Print verbatim every line starting at the one that contains "#[serde(transparent)]" and ending at the final line of the records; include both endpoints.

DATA IN THIS EXERCISE: Begin

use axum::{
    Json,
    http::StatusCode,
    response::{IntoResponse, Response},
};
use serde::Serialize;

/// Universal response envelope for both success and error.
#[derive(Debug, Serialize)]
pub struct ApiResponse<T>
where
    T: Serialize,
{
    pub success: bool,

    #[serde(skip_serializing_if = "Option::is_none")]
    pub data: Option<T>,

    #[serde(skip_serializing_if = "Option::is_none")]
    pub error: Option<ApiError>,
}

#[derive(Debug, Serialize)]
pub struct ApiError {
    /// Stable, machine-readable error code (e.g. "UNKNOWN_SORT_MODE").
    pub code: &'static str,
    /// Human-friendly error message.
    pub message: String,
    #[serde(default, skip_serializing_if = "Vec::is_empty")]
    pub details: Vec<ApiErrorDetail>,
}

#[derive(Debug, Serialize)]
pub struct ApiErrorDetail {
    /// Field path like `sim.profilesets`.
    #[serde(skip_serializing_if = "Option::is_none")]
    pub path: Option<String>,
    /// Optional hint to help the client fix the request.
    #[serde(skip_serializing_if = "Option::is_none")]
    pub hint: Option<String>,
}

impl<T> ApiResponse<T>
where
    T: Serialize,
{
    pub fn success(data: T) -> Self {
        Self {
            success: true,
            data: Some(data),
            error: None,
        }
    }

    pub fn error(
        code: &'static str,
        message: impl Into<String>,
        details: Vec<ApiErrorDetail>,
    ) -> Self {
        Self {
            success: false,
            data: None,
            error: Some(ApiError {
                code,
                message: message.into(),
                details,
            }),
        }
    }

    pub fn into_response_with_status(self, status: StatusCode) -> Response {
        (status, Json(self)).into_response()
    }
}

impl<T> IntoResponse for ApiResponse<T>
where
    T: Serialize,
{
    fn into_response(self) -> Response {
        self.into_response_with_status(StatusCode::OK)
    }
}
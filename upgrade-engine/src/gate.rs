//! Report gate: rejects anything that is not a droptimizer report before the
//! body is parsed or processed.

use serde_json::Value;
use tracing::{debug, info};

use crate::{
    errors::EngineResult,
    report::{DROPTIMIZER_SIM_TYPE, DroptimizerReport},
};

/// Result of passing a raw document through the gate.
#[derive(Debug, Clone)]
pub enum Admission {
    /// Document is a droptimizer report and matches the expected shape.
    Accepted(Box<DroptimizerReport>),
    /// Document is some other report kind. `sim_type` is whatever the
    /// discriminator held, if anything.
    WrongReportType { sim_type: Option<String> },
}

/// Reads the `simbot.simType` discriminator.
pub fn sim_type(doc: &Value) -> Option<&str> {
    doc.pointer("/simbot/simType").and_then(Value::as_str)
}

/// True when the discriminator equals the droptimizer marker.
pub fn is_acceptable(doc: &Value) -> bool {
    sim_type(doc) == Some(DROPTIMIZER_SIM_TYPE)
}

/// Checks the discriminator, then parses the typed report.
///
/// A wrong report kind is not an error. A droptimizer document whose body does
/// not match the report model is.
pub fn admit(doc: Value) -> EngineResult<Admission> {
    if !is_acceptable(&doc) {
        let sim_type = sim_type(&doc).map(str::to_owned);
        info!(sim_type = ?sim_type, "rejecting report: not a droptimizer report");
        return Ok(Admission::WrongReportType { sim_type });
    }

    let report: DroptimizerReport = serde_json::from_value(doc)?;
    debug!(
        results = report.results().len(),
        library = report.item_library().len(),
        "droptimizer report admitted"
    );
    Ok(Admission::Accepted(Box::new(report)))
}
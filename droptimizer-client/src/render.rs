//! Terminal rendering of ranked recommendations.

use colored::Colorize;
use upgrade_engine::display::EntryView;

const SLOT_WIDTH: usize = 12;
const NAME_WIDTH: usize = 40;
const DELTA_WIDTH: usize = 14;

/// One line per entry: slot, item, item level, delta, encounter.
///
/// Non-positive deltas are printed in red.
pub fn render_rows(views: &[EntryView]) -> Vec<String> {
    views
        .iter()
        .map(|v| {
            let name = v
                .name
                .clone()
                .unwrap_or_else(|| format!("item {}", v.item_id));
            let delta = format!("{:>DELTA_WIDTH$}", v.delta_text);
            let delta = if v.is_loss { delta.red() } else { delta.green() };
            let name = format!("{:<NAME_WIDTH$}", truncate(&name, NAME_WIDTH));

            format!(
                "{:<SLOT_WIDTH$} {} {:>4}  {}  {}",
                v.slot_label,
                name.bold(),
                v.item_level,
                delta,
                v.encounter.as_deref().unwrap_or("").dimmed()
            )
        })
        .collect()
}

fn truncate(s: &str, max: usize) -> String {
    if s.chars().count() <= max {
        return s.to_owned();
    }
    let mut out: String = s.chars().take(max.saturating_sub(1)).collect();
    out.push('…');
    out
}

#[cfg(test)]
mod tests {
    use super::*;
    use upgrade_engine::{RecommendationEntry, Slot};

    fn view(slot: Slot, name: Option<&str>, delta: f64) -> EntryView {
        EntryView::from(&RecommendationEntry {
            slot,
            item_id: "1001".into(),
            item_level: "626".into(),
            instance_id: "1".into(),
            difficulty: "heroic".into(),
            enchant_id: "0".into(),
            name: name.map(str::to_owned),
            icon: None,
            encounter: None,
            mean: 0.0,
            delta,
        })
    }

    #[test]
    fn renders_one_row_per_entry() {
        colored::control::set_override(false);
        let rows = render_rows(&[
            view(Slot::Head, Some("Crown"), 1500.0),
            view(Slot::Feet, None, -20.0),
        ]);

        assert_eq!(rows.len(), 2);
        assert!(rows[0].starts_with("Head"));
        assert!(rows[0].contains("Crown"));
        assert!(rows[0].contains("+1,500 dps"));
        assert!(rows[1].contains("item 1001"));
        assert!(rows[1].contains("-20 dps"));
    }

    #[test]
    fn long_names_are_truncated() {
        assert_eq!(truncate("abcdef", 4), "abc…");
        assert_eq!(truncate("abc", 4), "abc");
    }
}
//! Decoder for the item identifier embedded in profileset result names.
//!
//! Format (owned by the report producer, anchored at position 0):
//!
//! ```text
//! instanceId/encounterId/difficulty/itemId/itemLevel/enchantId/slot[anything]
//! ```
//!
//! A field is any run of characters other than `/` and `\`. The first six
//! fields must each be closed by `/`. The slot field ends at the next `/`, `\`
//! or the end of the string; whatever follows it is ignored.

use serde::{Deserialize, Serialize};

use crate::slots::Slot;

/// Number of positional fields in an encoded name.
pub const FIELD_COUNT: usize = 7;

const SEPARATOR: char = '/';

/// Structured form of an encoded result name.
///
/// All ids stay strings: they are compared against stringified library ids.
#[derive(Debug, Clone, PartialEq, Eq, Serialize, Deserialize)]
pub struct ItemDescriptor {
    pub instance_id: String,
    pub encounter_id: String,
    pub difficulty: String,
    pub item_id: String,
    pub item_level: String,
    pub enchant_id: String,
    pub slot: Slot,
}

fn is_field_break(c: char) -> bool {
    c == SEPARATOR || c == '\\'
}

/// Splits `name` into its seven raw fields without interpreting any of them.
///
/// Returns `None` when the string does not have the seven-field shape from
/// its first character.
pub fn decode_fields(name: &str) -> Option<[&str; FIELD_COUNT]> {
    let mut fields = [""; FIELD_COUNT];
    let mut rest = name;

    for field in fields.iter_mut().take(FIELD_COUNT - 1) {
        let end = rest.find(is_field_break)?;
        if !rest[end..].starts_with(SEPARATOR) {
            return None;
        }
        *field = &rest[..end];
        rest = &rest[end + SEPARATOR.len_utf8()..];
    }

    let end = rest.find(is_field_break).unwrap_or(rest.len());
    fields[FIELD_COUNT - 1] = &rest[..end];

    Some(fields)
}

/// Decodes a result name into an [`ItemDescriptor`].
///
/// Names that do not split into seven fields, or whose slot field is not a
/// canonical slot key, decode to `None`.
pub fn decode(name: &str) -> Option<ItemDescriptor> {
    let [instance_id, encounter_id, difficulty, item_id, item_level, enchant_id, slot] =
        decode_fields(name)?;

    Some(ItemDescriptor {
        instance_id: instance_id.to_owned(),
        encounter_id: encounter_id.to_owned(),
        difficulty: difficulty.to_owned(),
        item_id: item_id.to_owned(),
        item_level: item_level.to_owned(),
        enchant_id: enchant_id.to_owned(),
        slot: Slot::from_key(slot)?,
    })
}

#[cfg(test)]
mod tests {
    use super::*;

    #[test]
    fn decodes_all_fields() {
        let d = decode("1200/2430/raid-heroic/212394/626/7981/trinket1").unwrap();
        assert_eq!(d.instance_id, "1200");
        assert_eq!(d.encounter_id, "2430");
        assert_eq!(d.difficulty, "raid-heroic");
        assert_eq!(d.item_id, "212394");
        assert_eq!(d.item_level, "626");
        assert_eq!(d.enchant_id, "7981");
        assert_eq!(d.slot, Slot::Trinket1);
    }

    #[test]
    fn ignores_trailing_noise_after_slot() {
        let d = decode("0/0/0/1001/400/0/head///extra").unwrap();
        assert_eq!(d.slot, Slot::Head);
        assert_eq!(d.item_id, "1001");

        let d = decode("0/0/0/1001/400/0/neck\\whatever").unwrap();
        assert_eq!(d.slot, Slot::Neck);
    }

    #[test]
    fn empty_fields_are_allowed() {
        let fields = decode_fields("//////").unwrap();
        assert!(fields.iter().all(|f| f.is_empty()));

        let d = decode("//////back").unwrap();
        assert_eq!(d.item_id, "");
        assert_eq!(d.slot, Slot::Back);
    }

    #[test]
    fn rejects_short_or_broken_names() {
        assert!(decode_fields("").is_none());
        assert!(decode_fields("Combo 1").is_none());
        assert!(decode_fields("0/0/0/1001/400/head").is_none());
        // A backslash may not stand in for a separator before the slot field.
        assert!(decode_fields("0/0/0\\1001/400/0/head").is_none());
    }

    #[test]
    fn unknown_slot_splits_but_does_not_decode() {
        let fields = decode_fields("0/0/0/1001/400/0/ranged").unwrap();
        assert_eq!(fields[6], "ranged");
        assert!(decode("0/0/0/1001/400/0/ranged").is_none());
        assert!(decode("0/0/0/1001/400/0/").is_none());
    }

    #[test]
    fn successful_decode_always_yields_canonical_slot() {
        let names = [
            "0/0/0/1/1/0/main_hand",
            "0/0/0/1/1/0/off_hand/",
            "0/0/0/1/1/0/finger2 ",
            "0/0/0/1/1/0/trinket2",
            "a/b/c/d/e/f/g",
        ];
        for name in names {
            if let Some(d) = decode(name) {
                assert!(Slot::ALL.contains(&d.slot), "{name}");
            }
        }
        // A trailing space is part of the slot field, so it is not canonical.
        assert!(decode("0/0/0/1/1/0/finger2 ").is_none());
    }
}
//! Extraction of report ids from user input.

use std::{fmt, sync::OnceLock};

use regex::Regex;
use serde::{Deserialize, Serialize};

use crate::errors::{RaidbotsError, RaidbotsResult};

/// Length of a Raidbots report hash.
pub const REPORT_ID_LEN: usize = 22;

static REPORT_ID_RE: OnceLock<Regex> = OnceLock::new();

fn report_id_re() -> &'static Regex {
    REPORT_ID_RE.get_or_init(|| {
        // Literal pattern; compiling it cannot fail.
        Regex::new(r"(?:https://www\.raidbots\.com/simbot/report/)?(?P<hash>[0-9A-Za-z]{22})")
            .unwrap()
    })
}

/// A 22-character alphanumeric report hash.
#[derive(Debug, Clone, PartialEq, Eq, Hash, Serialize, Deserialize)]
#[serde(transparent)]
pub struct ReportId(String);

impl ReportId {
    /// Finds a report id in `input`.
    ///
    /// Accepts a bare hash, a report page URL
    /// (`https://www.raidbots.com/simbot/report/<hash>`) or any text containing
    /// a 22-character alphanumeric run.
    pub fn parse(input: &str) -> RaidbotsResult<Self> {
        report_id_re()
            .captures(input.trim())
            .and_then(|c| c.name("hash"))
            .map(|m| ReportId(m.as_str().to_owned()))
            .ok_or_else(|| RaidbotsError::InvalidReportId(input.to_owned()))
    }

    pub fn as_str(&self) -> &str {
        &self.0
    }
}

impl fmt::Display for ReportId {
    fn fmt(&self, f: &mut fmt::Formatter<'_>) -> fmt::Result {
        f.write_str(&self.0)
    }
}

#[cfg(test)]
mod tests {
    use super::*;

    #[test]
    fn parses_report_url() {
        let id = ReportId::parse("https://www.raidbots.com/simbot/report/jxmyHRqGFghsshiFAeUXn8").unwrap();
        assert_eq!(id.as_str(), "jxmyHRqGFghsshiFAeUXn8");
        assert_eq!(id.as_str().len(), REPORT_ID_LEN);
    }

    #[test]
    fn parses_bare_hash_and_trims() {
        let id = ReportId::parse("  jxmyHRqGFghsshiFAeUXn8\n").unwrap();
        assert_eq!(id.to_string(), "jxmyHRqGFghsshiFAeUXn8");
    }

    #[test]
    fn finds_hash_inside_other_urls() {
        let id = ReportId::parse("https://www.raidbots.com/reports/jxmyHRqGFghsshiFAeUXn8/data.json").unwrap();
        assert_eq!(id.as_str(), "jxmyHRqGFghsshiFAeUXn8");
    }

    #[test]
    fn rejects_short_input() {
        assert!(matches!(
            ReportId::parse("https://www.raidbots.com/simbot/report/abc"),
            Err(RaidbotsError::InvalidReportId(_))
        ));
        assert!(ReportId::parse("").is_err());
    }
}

DATA IN THIS EXERCISE: End

-- RESPONSE FOR THIS EXERCISE --
#[serde(transparent)]
pub struct ReportId(String);

impl ReportId {
    /// Finds a report id in `input`.
    ///
    /// Accepts a bare hash, a report page URL
    /// (`https://www.raidbots.com/simbot/report/<hash>`) or any text containing
    /// a 22-character alphanumeric run.
    pub fn parse(input: &str) -> RaidbotsResult<Self> {
        report_id_re()
            .captures(input.trim())
            .and_then(|c| c.name("hash"))
            .map(|m| ReportId(m.as_str().to_owned()))
            .ok_or_else(|| RaidbotsError::InvalidReportId(input.to_owned()))
    }

    pub fn as_str(&self) -> &str {
        &self.0
    }
}

impl fmt::Display for ReportId {
    fn fmt(&self, f: &mut fmt::Formatter<'_>) -> fmt::Result {
        f.write_str(&self.0)
    }
}

#[cfg(test)]
mod tests {
    use super::*;

    #[test]
    fn parses_report_url() {
        let id = ReportId::parse("https://www.raidbots.com/simbot/report/jxmyHRqGFghsshiFAeUXn8").unwrap();
        assert_eq!(id.as_str(), "jxmyHRqGFghsshiFAeUXn8");
        assert_eq!(id.as_str().len(), REPORT_ID_LEN);
    }

    #[test]
    fn parses_bare_hash_and_trims() {
        let id = ReportId::parse("  jxmyHRqGFghsshiFAeUXn8\n").unwrap();
        assert_eq!(id.to_string(), "jxmyHRqGFghsshiFAeUXn8");
    }

    #[test]
    fn finds_hash_inside_other_urls() {
        let id = ReportId::parse("https://www.raidbots.com/reports/jxmyHRqGFghsshiFAeUXn8/data.json").unwrap();
        assert_eq!(id.as_str(), "jxmyHRqGFghsshiFAeUXn8");
    }

    #[test]
    fn rejects_short_input() {
        assert!(matches!(
            ReportId::parse("https://www.raidbots.com/simbot/report/abc"),
            Err(RaidbotsError::InvalidReportId(_))
        ));
        assert!(ReportId::parse("").is_err());
    }
}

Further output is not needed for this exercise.